Addressing student shortfalls

Education Minister Dr Nyan Gadsby-Dolly. -
Education Minister Dr Nyan Gadsby-Dolly. -

The Education Ministry's follow-through on its efforts to provide remedial learning for students emerging from the fractured education experience of the pandemic is a welcome effort at addressing a serious problem.

Following vacation classes, the ministry has announced a programme for 80 primary and 26 secondary schools across an impressive range of interventions.

It's not an issue for Trinidad and Tobago alone. School closures and the rush to implement remote education were a global problem.

A November 2020 report by Swiss academic and research institution ACAPS anticipated that as many as 24 million children, living on a financial borderline, were at risk of dropping out of school entirely.

As many as 370 million children who depended on free school meals were also affected.

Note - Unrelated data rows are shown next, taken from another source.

//! Progressive assembly of a [ChunkedSource] from chunks as they arrive.

use bytes::Bytes;
use log::trace;

use crate::source::chunked_source::{Chunk, ChunkedSource};
use crate::stream::{Result, StreamError, StreamErrorKind};

// =#========================================================================#=
// CHUNKED SOURCE BUILDER
// =#========================================================================#=
/// Collects chunks one at a time and freezes them into a [ChunkedSource].
///
/// Every chunk but the last must be exactly `chunk_size` long, so a chunk
/// shorter than that closes the builder for further pushes.
///
/// # Example
/// ```
/// use chunkstream::source::ChunkedSourceBuilder;
///
/// let mut builder = ChunkedSourceBuilder::new(4);
/// builder.push(vec![0u8, 1, 2, 3])?;
/// builder.push(vec![4u8, 5])?;
/// let source = builder.build()?;
/// assert_eq!(source.len(), 6);
/// # Ok::<(), chunkstream::StreamError>(())
/// ```
#[derive(Debug)]
pub struct ChunkedSourceBuilder {
    chunks: Vec<Chunk>,
    chunk_size: usize,
    /// Bytes received so far
    received: u64,
}

impl ChunkedSourceBuilder {
    pub fn new(chunk_size: usize) -> Self {
        Self {
            chunks: Vec::new(),
            chunk_size,
            received: 0,
        }
    }

    /// Appends the next chunk of the file.
    ///
    /// # Errors
    /// * [StreamErrorKind::InvalidConfig] if the builder was created with a
    ///   chunk size of zero
    /// * [StreamErrorKind::InvalidChunk] if the chunk is longer than the
    ///   chunk size, or if the previously pushed chunk was short (and therefore
    ///   had to be the final one)
    pub fn push(&mut self, chunk: impl Into<Bytes>) -> Result<&mut Self> {
        if self.chunk_size == 0 {
            return Err(StreamError::without_position(StreamErrorKind::InvalidConfig(
                "chunk size must be greater than zero".to_string(),
            )));
        }
        let chunk = chunk.into();

        let short_tail = self
            .chunks
            .last()
            .map(|previous| previous.len())
            .filter(|&len| len != self.chunk_size);
        if let Some(len) = short_tail {
            return Err(StreamError::without_position(StreamErrorKind::InvalidChunk {
                index: self.chunks.len() - 1,
                len,
                chunk_size: self.chunk_size,
            }));
        }
        if chunk.len() > self.chunk_size {
            return Err(StreamError::without_position(StreamErrorKind::InvalidChunk {
                index: self.chunks.len(),
                len: chunk.len(),
                chunk_size: self.chunk_size,
            }));
        }

        self.received += chunk.len() as u64;
        trace!(
            "Received chunk {} ({} bytes, {} total)",
            self.chunks.len(),
            chunk.len(),
            self.received
        );
        self.chunks.push(chunk);
        Ok(self)
    }

    /// Number of bytes received so far.
    pub fn len(&self) -> u64 {
        self.received
    }

    pub fn is_empty(&self) -> bool {
        self.received == 0
    }

    pub fn num_chunks(&self) -> usize {
        self.chunks.len()
    }

    /// Freezes the chunks into a source addressing every received byte.
    ///
    /// # Errors
    /// Returns [StreamErrorKind::InvalidConfig] if the chunk size is zero,
    /// even when no chunk was pushed.
    pub fn build(self) -> Result<ChunkedSource> {
        let total_length = self.received;
        self.build_with_length(total_length)
    }

    /// Freezes the chunks into a source addressing the first `total_length` bytes.
    ///
    /// # Errors
    /// Returns [StreamErrorKind::LengthExceedsChunks] if fewer bytes were received.
    pub fn build_with_length(self, total_length: u64) -> Result<ChunkedSource> {
        ChunkedSource::new(self.chunks, self.chunk_size, total_length)
    }
}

The supportive social roles of schools as safe spaces for children in difficult circumstances were discontinued in many countries for more than a year.

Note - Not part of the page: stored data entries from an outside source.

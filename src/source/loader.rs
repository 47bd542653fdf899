//! Reading files and readers into a [ChunkedSource] in bounded increments.

use std::fs::File;
use std::io::{self, ErrorKind, Read};
use std::path::Path;

use log::debug;

use crate::source::builder::ChunkedSourceBuilder;
use crate::source::chunked_source::ChunkedSource;
use crate::stream::{Result, StreamError, StreamErrorKind};

impl ChunkedSource {
    /// Reads `reader` until EOF, one `chunk_size` chunk at a time.
    ///
    /// Short reads from the underlying reader are topped up, so every chunk
    /// except the last is full.
    ///
    /// # Errors
    /// Returns an IO error if reading fails, or
    /// [StreamErrorKind::InvalidConfig] if `chunk_size` is zero.
    pub fn from_reader<R: Read>(reader: R, chunk_size: usize) -> Result<ChunkedSource> {
        read_chunks(reader, chunk_size, None, StreamError::from)
    }

    /// Reads the file at `path` in chunks of `chunk_size`.
    ///
    /// # Arguments
    /// * `path` - Path to the file (accepting `&str`, `String`, `Path`, or `PathBuf`)
    /// * `chunk_size` - Number of bytes per chunk
    ///
    /// # Errors
    /// Returns an IO error naming `path` if the file cannot be opened or read.
    pub fn from_file<P: AsRef<Path>>(path: P, chunk_size: usize) -> Result<ChunkedSource> {
        let path = path.as_ref();
        let to_error = |err: io::Error| file_error(path, err);
        let file = File::open(path).map_err(to_error)?;
        let size = file.metadata().map_err(to_error)?.len();
        debug!("Loading {} ({} bytes) in chunks of {}", path.display(), size, chunk_size);
        read_chunks(file, chunk_size, Some(size), to_error)
    }
}

/// Describes a failure to access the file at `path`.
fn file_error(path: &Path, err: io::Error) -> StreamError {
    let message = match err.kind() {
        ErrorKind::NotFound => format!("File not found '{}'", path.display()),
        ErrorKind::PermissionDenied => format!("File access denied '{}'", path.display()),
        ErrorKind::IsADirectory => format!("File not readable '{}'", path.display()),
        _ => format!("File read error '{}' - {}", path.display(), err),
    };
    StreamError::without_position(StreamErrorKind::Io(message))
}

/// Splits everything `reader` yields into chunks.
///
/// `size_hint` only bounds buffer preallocation; `to_error` converts read failures.
fn read_chunks<R: Read>(
    mut reader: R,
    chunk_size: usize,
    size_hint: Option<u64>,
    to_error: impl Fn(io::Error) -> StreamError,
) -> Result<ChunkedSource> {
    if chunk_size == 0 {
        return Err(StreamError::without_position(StreamErrorKind::InvalidConfig(
            "chunk size must be greater than zero".to_string(),
        )));
    }

    let mut builder = ChunkedSourceBuilder::new(chunk_size);
    loop {
        let capacity = match size_hint {
            Some(size) => (size.saturating_sub(builder.len()) as usize).min(chunk_size),
            None => 0,
        };
        let mut buffer = Vec::with_capacity(capacity);
        (&mut reader)
            .take(chunk_size as u64)
            .read_to_end(&mut buffer)
            .map_err(&to_error)?;

        if buffer.is_empty() {
            break;
        }
        let full = buffer.len() == chunk_size;
        builder.push(buffer)?;
        if !full {
            break;
        }
    }

    debug!("Loaded {} bytes in {} chunks", builder.len(), builder.num_chunks());
    builder.build()
}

These challenges were particularly intense for younger children – preschoolers, primary and secondary school students – who were removed from school environments and forcibly introduced to a new learning paradigm.

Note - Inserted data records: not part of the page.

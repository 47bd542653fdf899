//! Opening files as binary streams.
//!
//! A file read in a single chunk is served by a [MemoryStream]; anything
//! larger is kept as chunks behind a [WindowedStream]. Both are wrapped in
//! [FileStream] so callers can treat them alike.

use std::path::Path;

use bytes::Bytes;
use log::debug;

use crate::config::StreamConfig;
use crate::source::ChunkedSource;
use crate::stream::binary_stream::BinaryStream;
use crate::stream::memory_stream::MemoryStream;
use crate::stream::stream_error::Result;
use crate::stream::windowed_stream::WindowedStream;

// =#========================================================================#=
// FILE STREAM
// =#========================================================================#=
/// A stream over a loaded file, contiguous or chunked.
#[derive(Debug, Clone)]
pub enum FileStream {
    /// The whole file fit in one chunk
    Memory(MemoryStream),
    /// The file spans several chunks
    Windowed(WindowedStream),
}

impl FileStream {
    /// Reads the file at `path` with the given chunk and window sizes.
    ///
    /// # Errors
    /// Returns an error if the configuration is invalid or the file cannot
    /// be read.
    pub fn open<P: AsRef<Path>>(path: P, config: &StreamConfig) -> Result<FileStream> {
        config.validate()?;
        let source = ChunkedSource::from_file(path, config.chunk_size())?;
        Self::from_source(source, config)
    }

    /// Wraps a source, unwrapping it into a [MemoryStream] if it holds at
    /// most one chunk. Only the window size of `config` is used here; the
    /// source already carries its chunk size.
    ///
    /// # Errors
    /// Returns [InvalidConfig](crate::stream::StreamErrorKind::InvalidConfig)
    /// if `config` fails [validate](StreamConfig::validate).
    pub fn from_source(source: ChunkedSource, config: &StreamConfig) -> Result<FileStream> {
        config.validate()?;
        if source.num_chunks() > 1 {
            debug!(
                "Using windowed stream over {} chunks ({} bytes)",
                source.num_chunks(),
                source.len()
            );
            return Ok(FileStream::Windowed(WindowedStream::with_max_window(
                source,
                config.max_window(),
            )));
        }

        let bytes = source
            .chunks()
            .first()
            .map(|chunk| chunk.slice(..source.len() as usize))
            .unwrap_or_else(Bytes::new);
        Ok(FileStream::Memory(MemoryStream::from_bytes(bytes)))
    }

    /// Returns `true` if the file is kept as chunks.
    pub fn is_windowed(&self) -> bool {
        matches!(self, FileStream::Windowed(_))
    }
}

impl BinaryStream for FileStream {
    fn length(&self) -> u64 {
        match self {
            FileStream::Memory(stream) => stream.length(),
            FileStream::Windowed(stream) => stream.length(),
        }
    }

    fn position(&self) -> u64 {
        match self {
            FileStream::Memory(stream) => stream.position(),
            FileStream::Windowed(stream) => stream.position(),
        }
    }

    fn seek(&mut self, position: i64) {
        match self {
            FileStream::Memory(stream) => stream.seek(position),
            FileStream::Windowed(stream) => stream.seek(position),
        }
    }

    fn skip(&mut self, offset: u64) -> Result<()> {
        match self {
            FileStream::Memory(stream) => stream.skip(offset),
            FileStream::Windowed(stream) => stream.skip(offset),
        }
    }

    fn peek(&mut self, length: Option<usize>) -> Result<Bytes> {
        match self {
            FileStream::Memory(stream) => stream.peek(length),
            FileStream::Windowed(stream) => stream.peek(length),
        }
    }

    fn read(&mut self, length: Option<usize>) -> Result<Bytes> {
        match self {
            FileStream::Memory(stream) => stream.read(length),
            FileStream::Windowed(stream) => stream.read(length),
        }
    }

    fn byte(&mut self) -> Result<u8> {
        match self {
            FileStream::Memory(stream) => stream.byte(),
            FileStream::Windowed(stream) => stream.byte(),
        }
    }

    fn stream(&mut self, length: u64) -> Result<Self> {
        match self {
            FileStream::Memory(stream) => stream.stream(length).map(FileStream::Memory),
            FileStream::Windowed(stream) => stream.stream(length).map(FileStream::Windowed),
        }
    }
}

There was no time to evaluate which students were equipped for this new experience, far less understand which children couldn't adapt to learning techniques that were being tested on a day-to-day basis.

Many governments committed to ensuring that education shortfalls would be addressed after pandemic restrictions were lifted.

The future of our children depends on how well the Education Ministry and the TT school system manage those students who have been fallen behind.

It's critical that a measured and iterative approach be taken to this remediation exercise, with continuous monitoring of the value of techniques and approaches.

In May 2021, the UN Human Rights Watch published a 125-page report –Years don't wait for them – which outlined the global challenges and offered a range of strategies for addressing anticipated education shortfalls.

Among those are prompts to accommodate students who are pregnant, parenting or living with disabilities with respect and acceptance.

The remediation programme addresses one aspect of those recommendations, the provision of free tutoring for students, but more can be done to identify students with specific challenges that limit their engagement with the formal education system and adapt to meet their needs.

Education Minister Nyan Gadsby-Dolly is correct to note that doing something is better than doing nothing, but she must also acknowledge that doing something well is infinitely better than doing it poorly.

The Education Ministry must liaise continuously with the stakeholders it seeks to serve, the teachers it hopes to train, the students it hopes to educate and the teams of support staff it intends to seed into the chosen schools to ensure that the nation's children are taught and supported effectively.